Regulation of Steroid Hormone Biosynthesis by Thymic Epithelial Cells
Selective processes early in T cell development ensure that most thymocytes expressing αβ T cell antigen receptors (TCRs) are eliminated, and only self-restricted and self-tolerant cells join the peripheral T cell repertoire. Glucocorticoids produced by thymic epithelial cells (TECs) promote the survival of such thymocytes to increase the breadth and efficacy of the repertoire. There are two TEC subsets, cortical (cTECs) and medullary (mTECs), each contributing to selection at different developmental stages. The exact source and regulation of thymic-derived glucocorticoid production are not fully understood, and their precise identification will help determine whether they enhance positive selection or antagonize negative selection.

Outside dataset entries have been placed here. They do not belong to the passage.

// ── Tests ──────────────────────────────────────────────────────────────────────

#[cfg(test)]
mod tests {
    use super::*;
    use chrono::NaiveDate;

    fn record(date: &str, hour: &str, day_type: DayType, congestion: f64) -> Record {
        Record {
            date: date.to_string(),
            parsed_date: NaiveDate::parse_from_str(date, "%Y-%m-%d").ok(),
            hour: hour.to_string(),
            iso_week: None,
            day_name: String::new(),
            month: String::new(),
            day_type,
            lane_id: "L1".to_string(),
            direction: "N".to_string(),
            from_point: "A".to_string(),
            to_point: "B".to_string(),
            congestion,
        }
    }

    fn values(values: &[f64]) -> Vec<Record> {
        values
            .iter()
            .map(|v| record("2025-01-01", "00:00", DayType::Workday, *v))
            .collect()
    }

    // ── MonthlySeries ────────────────────────────────────────────────────────

    #[test]
    fn test_monthly_means_and_zero_fill() {
        let records = vec![
            record("2025-01-15", "08:15", DayType::Workday, 10.0),
            record("2025-01-20", "08:45", DayType::Workday, 20.0),
            record("2025-02-01", "08:00", DayType::Saturday, 5.0),
        ];
        let monthly = MonthlySeries::compute(&records);

        assert_eq!(monthly.years.len(), 1);
        let series = monthly.year(2025).unwrap();
        assert_eq!(series.values[0], 15.0);
        assert_eq!(series.values[1], 5.0);
        assert!(series.values[2..].iter().all(|v| *v == 0.0));
    }

    #[test]
    fn test_monthly_years_ascending_and_undated_skipped() {
        let records = vec![
            record("2025-03-01", "08:00", DayType::Workday, 1.0),
            record("2023-03-01", "08:00", DayType::Workday, 2.0),
            record("not-a-date", "08:00", DayType::Workday, 100.0),
        ];
        let monthly = MonthlySeries::compute(&records);

        let years: Vec<i32> = monthly.years.iter().map(|s| s.year).collect();
        assert_eq!(years, vec![2023, 2025]);
        assert_eq!(monthly.max_value(), 2.0);
    }

    #[test]
    fn test_monthly_empty() {
        let monthly = MonthlySeries::compute(&[]);
        assert!(monthly.years.is_empty());
        assert_eq!(monthly.max_value(), 0.0);
    }

    // ── HourlyProfile ────────────────────────────────────────────────────────

    #[test]
    fn test_hourly_profile_always_has_three_series() {
        let profile = HourlyProfile::compute(&[]);
        let kinds: Vec<&DayType> = profile.series.iter().map(|s| &s.day_type).collect();
        assert_eq!(
            kinds,
            vec![&DayType::Workday, &DayType::Holiday, &DayType::Saturday]
        );
        assert!(profile
            .series
            .iter()
            .all(|s| s.values.iter().all(|v| *v == 0.0)));
    }

    #[test]
    fn test_hourly_profile_means_by_day_type() {
        let records = vec![
            record("2025-01-15", "08:15", DayType::Workday, 10.0),
            record("2025-01-15", "08:45", DayType::Workday, 20.0),
            record("2025-02-01", "08:00", DayType::Saturday, 5.0),
        ];
        let profile = HourlyProfile::compute(&records);

        assert_eq!(profile.for_day_type(&DayType::Workday).unwrap().values[8], 15.0);
        assert_eq!(profile.for_day_type(&DayType::Saturday).unwrap().values[8], 5.0);
        assert_eq!(profile.for_day_type(&DayType::Holiday).unwrap().values[8], 0.0);
    }

    #[test]
    fn test_hourly_profile_skips_other_day_types_and_bad_hours() {
        let records = vec![
            record("2025-01-15", "08:00", DayType::Other("Domingo".into()), 99.0),
            record("2025-01-15", "24:00", DayType::Workday, 99.0),
            record("2025-01-15", "late", DayType::Workday, 99.0),
            record("2025-01-15", "23:30", DayType::Holiday, 4.0),
        ];
        let profile = HourlyProfile::compute(&records);

        assert_eq!(profile.max_value(), 4.0);
        assert_eq!(profile.for_day_type(&DayType::Holiday).unwrap().values[23], 4.0);
    }

    // ── Histogram ────────────────────────────────────────────────────────────

    #[test]
    fn test_histogram_empty_is_none() {
        assert!(Histogram::compute(&[]).is_none());
    }

    #[test]
    fn test_histogram_counts_sum_to_subset_size() {
        let data: Vec<f64> = (0..137).map(|i| ((i * 37) % 101) as f64 / 3.0).collect();
        let hist = Histogram::compute(&values(&data)).unwrap();

        assert_eq!(hist.counts.len(), BIN_COUNT);
        assert_eq!(hist.labels.len(), BIN_COUNT);
        assert_eq!(hist.total(), data.len());
    }

    #[test]
    fn test_histogram_max_value_lands_in_last_bin() {
        let hist = Histogram::compute(&values(&[0.0, 50.0, 100.0])).unwrap();
        assert_eq!(hist.bin_size, 5.0);
        assert_eq!(hist.counts[0], 1);
        assert_eq!(hist.counts[10], 1);
        assert_eq!(hist.counts[19], 1);
        assert_eq!(hist.labels[0], "0-5");
        assert_eq!(hist.labels[19], "95-100");
    }

    #[test]
    fn test_histogram_bin_end_measured_from_min() {
        // bin_size = 0.15; the end of bin 9 is exactly 1.5 and rounds up.
        let hist = Histogram::compute(&values(&[0.0, 3.0])).unwrap();
        assert_eq!(hist.labels[9], "1-2");
        assert_eq!(hist.labels[10], "2-2");
    }

    #[test]
    fn test_histogram_all_equal_values_go_to_first_bin() {
        let hist = Histogram::compute(&values(&[7.0, 7.0, 7.0, 7.0])).unwrap();
        assert_eq!(hist.bin_size, 0.0);
        assert_eq!(hist.counts[0], 4);
        assert_eq!(hist.total(), 4);
        assert!(hist.markers.iter().all(|m| m.bin_index == 0));
        assert_eq!(hist.labels[0], "7-7");
    }

    #[test]
    fn test_histogram_markers() {
        let hist = Histogram::compute(&values(&[0.0, 10.0, 20.0, 30.0, 100.0])).unwrap();

        let median = hist.marker(StatKind::Median).unwrap();
        assert_eq!(median.value, 20.0);
        assert_eq!(median.bin_index, 4);
        assert_eq!(median.label, "Median: 20.0");

        let average = hist.marker(StatKind::Average).unwrap();
        assert_eq!(average.value, 32.0);
        assert_eq!(average.bin_index, 6);
        assert_eq!(hist.markers.len(), StatKind::ALL.len());
    }

    #[test]
    fn test_histogram_marker_series_uses_bin_count() {
        let hist = Histogram::compute(&values(&[0.0, 1.0, 1.0, 2.0, 100.0])).unwrap();
        let series = hist.marker_series(StatKind::Median);

        assert_eq!(series.len(), BIN_COUNT);
        assert_eq!(series[0], Some(4));
        assert_eq!(series.iter().filter(|p| p.is_some()).count(), 1);
        assert_eq!(hist.max_frequency(), 4);
    }

    #[test]
    fn test_histogram_single_record() {
        let hist = Histogram::compute(&values(&[12.5])).unwrap();
        assert_eq!(hist.counts[0], 1);
        assert_eq!(hist.summary.median, 12.5);
        assert_eq!(hist.summary.p95, 12.5);
    }
}
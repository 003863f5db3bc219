//! Filter evaluation and filter-option derivation.

use std::collections::BTreeSet;

use congestion_core::models::{DayType, FilterCriteria, Record};
use congestion_core::time_utils::HOUR_LABELS;
use serde::Serialize;

// ── Evaluation ────────────────────────────────────────────────────────────────

/// Whether `record` satisfies every active predicate of `criteria`.
///
/// * `year` is compared against the year of the parsed date; a record whose
///   date did not parse never matches an active year filter.
/// * `date_from` / `date_to` are inclusive lexical bounds on the raw date.
/// * `hour_prefix` matches hours starting with `"<prefix>:"`.
/// * Every other predicate is exact equality.
pub fn matches(record: &Record, criteria: &FilterCriteria) -> bool {
    if let Some(year) = &criteria.year {
        match record.year() {
            Some(y) if y.to_string() == *year => {}
            _ => return false,
        }
    }
    if let Some(from) = &criteria.date_from {
        if record.date.as_str() < from.as_str() {
            return false;
        }
    }
    if let Some(to) = &criteria.date_to {
        if record.date.as_str() > to.as_str() {
            return false;
        }
    }
    if let Some(hour) = &criteria.hour_prefix {
        if !record.hour.starts_with(&format!("{hour}:")) {
            return false;
        }
    }
    if let Some(day_type) = &criteria.day_type {
        if record.day_type != *day_type {
            return false;
        }
    }

    eq(&criteria.day_name, &record.day_name)
        && eq(&criteria.lane_id, &record.lane_id)
        && eq(&criteria.from_point, &record.from_point)
        && eq(&criteria.to_point, &record.to_point)
        && eq(&criteria.direction, &record.direction)
}

/// Return the records that pass all active filters, in input order.
pub fn apply(records: &[Record], criteria: &FilterCriteria) -> Vec<Record> {
    if criteria.is_empty() {
        return records.to_vec();
    }
    records
        .iter()
        .filter(|r| matches(r, criteria))
        .cloned()
        .collect()
}

fn eq(wanted: &Option<String>, actual: &str) -> bool {
    wanted.as_deref().map_or(true, |w| w == actual)
}

// ── Options ───────────────────────────────────────────────────────────────────

/// Selectable values for every filter field, each list sorted and distinct.
#[derive(Debug, Clone, Default, PartialEq, Serialize)]
pub struct FilterOptions {
    pub years: Vec<String>,
    pub dates: Vec<String>,
    pub day_names: Vec<String>,
    pub day_types: Vec<String>,
    pub lanes: Vec<String>,
    pub directions: Vec<String>,
    pub from_points: Vec<String>,
    pub to_points: Vec<String>,
    pub hours: Vec<String>,
}

impl FilterOptions {
    /// Derive the option lists from the canonical record set.
    ///
    /// When `selected_lane` is set, directions and segment points come only
    /// from that lane's records. Lanes always come from the full set.
    pub fn from_records(records: &[Record], selected_lane: Option<&str>) -> Self {
        let selected_lane = selected_lane.map(str::trim).filter(|l| !l.is_empty());
        let in_lane = |r: &&Record| selected_lane.map_or(true, |lane| r.lane_id == lane);

        let years: BTreeSet<i32> = records.iter().filter_map(Record::year).collect();
        let day_types: BTreeSet<&DayType> = records.iter().map(|r| &r.day_type).collect();

        Self {
            years: years.iter().map(i32::to_string).collect(),
            dates: distinct(records.iter(), |r| &r.date),
            day_names: distinct(records.iter(), |r| &r.day_name),
            day_types: day_types
                .into_iter()
                .map(|d| d.label().to_string())
                .filter(|d| !d.is_empty())
                .collect(),
            lanes: distinct(records.iter(), |r| &r.lane_id),
            directions: distinct(records.iter().filter(in_lane), |r| &r.direction),
            from_points: distinct(records.iter().filter(in_lane), |r| &r.from_point),
            to_points: distinct(records.iter().filter(in_lane), |r| &r.to_point),
            hours: HOUR_LABELS.iter().map(|h| h.to_string()).collect(),
        }
    }
}

fn distinct<'a>(
    records: impl Iterator<Item = &'a Record>,
    field: impl Fn(&'a Record) -> &'a String,
) -> Vec<String> {
    records
        .map(field)
        .filter(|v| !v.is_empty())
        .collect::<BTreeSet<_>>()
        .into_iter()
        .cloned()
        .collect()
}

// ── Tests ──────────────────────────────────────────────────────────────────────
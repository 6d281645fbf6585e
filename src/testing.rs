/// In-memory stand-ins for the I2C bus and delay provider used by unit tests
use std::cell::RefCell;
use std::collections::{HashMap, VecDeque};
use std::rc::Rc;

use embedded_hal::delay::DelayNs;
use embedded_hal::i2c::{ErrorKind, ErrorType, I2c, NoAcknowledgeSource, Operation};

#[derive(Default)]
struct Registers {
    values: HashMap<u8, u8>,
    scripted: HashMap<u8, VecDeque<u8>>,
    raw_reads: VecDeque<u8>,
    writes: Vec<(u8, u8)>,
    commands: Vec<Vec<u8>>,
    failing: Option<u8>,
    pointer: Option<u8>,
}

/// Register map behind a single device address. Clones share state, so a
/// test can keep a handle while a driver owns another.
#[derive(Clone, Default)]
pub struct FakeBus {
    inner: Rc<RefCell<Registers>>,
}

impl FakeBus {
    pub fn new() -> Self {
        Self::default()
    }

    pub fn set(&self, register: u8, value: u8) {
        self.inner.borrow_mut().values.insert(register, value);
    }

    pub fn get(&self, register: u8) -> u8 {
        self.inner
            .borrow()
            .values
            .get(&register)
            .copied()
            .unwrap_or_default()
    }

    /// Queue values returned by successive reads of `register` before it
    /// falls back to the stored value.
    pub fn script(&self, register: u8, values: &[u8]) {
        self.inner
            .borrow_mut()
            .scripted
            .entry(register)
            .or_default()
            .extend(values.iter().copied());
    }

    /// Bytes returned by pointer-less reads.
    pub fn queue_raw(&self, bytes: &[u8]) {
        self.inner.borrow_mut().raw_reads.extend(bytes.iter().copied());
    }

    pub fn fail_on(&self, register: u8) {
        self.inner.borrow_mut().failing = Some(register);
    }

    pub fn writes(&self) -> Vec<(u8, u8)> {
        self.inner.borrow().writes.clone()
    }

    pub fn commands(&self) -> Vec<Vec<u8>> {
        self.inner.borrow().commands.clone()
    }
}

impl ErrorType for FakeBus {
    type Error = ErrorKind;
}

impl I2c for FakeBus {
    fn transaction(
        &mut self,
        _address: u8,
        operations: &mut [Operation<'_>],
    ) -> Result<(), Self::Error> {
        let mut guard = self.inner.borrow_mut();
        let regs = &mut *guard;
        regs.pointer = None;
        for op in operations.iter_mut() {
            match op {
                Operation::Write(bytes) => {
                    if let Some(&register) = bytes.first() {
                        if regs.failing == Some(register) {
                            return Err(ErrorKind::NoAcknowledge(NoAcknowledgeSource::Data));
                        }
                    }
                    match *bytes {
                        [register] => regs.pointer = Some(*register),
                        [register, value] => {
                            regs.writes.push((*register, *value));
                            regs.values.insert(*register, *value);
                            regs.commands.push(bytes.to_vec());
                        }
                        _ => regs.commands.push(bytes.to_vec()),
                    }
                }
                Operation::Read(buf) => match regs.pointer {
                    Some(register) => {
                        for (offset, slot) in buf.iter_mut().enumerate() {
                            let reg = register.wrapping_add(offset as u8);
                            let scripted = regs.scripted.get_mut(&reg).and_then(VecDeque::pop_front);
                            *slot = scripted
                                .or_else(|| regs.values.get(&reg).copied())
                                .unwrap_or_default();
                        }
                    }
                    None => {
                        for slot in buf.iter_mut() {
                            *slot = regs.raw_reads.pop_front().unwrap_or_default();
                        }
                    }
                },
            }
        }
        Ok(())
    }
}

pub struct NoDelay;

impl DelayNs for NoDelay {
    fn delay_ns(&mut self, _ns: u32) {}
}
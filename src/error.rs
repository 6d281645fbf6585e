/// Error types shared by the drivers, the sampler and configuration loading
use embedded_hal::i2c::ErrorKind;
use thiserror::Error;

pub type SensorResult<T> = Result<T, SensorError>;

#[derive(Debug, Error, Clone, PartialEq)]
pub enum SensorError {
    /// Transport failure on the I2C bus. Never retried at the register layer.
    #[error("bus fault on device 0x{address:02x}, register 0x{register:02x}: {kind:?}")]
    Bus {
        address: u8,
        register: u8,
        kind: ErrorKind,
    },

    #[error("software reset did not complete after {polls} polls")]
    ResetTimeout { polls: u32 },

    #[error("driver initialisation failed: {0}")]
    DriverInit(String),

    #[error("pressure sensor polled before continuous mode was enabled")]
    NotContinuous,

    #[error("checksum mismatch: expected 0x{expected:02x}, got 0x{actual:02x}")]
    Crc { expected: u8, actual: u8 },
}

#[derive(Debug, Error, Clone, PartialEq)]
pub enum ConfigError {
    #[error("{key}: {reason}")]
    Invalid { key: String, reason: String },
}

impl ConfigError {
    pub fn invalid(key: &str, reason: impl Into<String>) -> Self {
        ConfigError::Invalid {
            key: key.to_string(),
            reason: reason.into(),
        }
    }
}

It was hypothesized that glucocorticoids are synthesized by cTECs, with the potential to influence both stages of selection. To test this, a transgenic reporter mouse was utilized in which endogenous Cyp11b1, the final and essential enzyme in de novo glucocorticoid biosynthesis, was fused with fluorescent mScarlet. Cyp11b1mScarlet was detected in a lineage of mTECs that express the transcription factor Aire, which is known to drive promiscuous expression of tissue-restricted antigens (TRAs) involved in negative selection and the establishment of peripheral immune tolerance. In Aire-knockout mice, detection of Cyp11b1mScarlet, transcripts encoding enzymes required for the de novo pathway, and ex-vivo glucocorticoid synthesis were significantly reduced, supporting Aire’s role in regulating glucocorticoid biosynthesis. This presents a novel yet paradoxical role for Aire in promoting both positive and negative thymocyte selection, the combined effect serving to enlarge the pool of self-restricted yet self-tolerant T cells. This also supports a new function for Aire in coordinating the expression of genes involved in an entire biosynthetic pathway whose secondary products have known paracrine functions. To this end, Aire was found to drive de novo sex steroid biosynthesis, supporting a broader role for Aire in shaping the thymic microenvironment and paving the way for future investigations.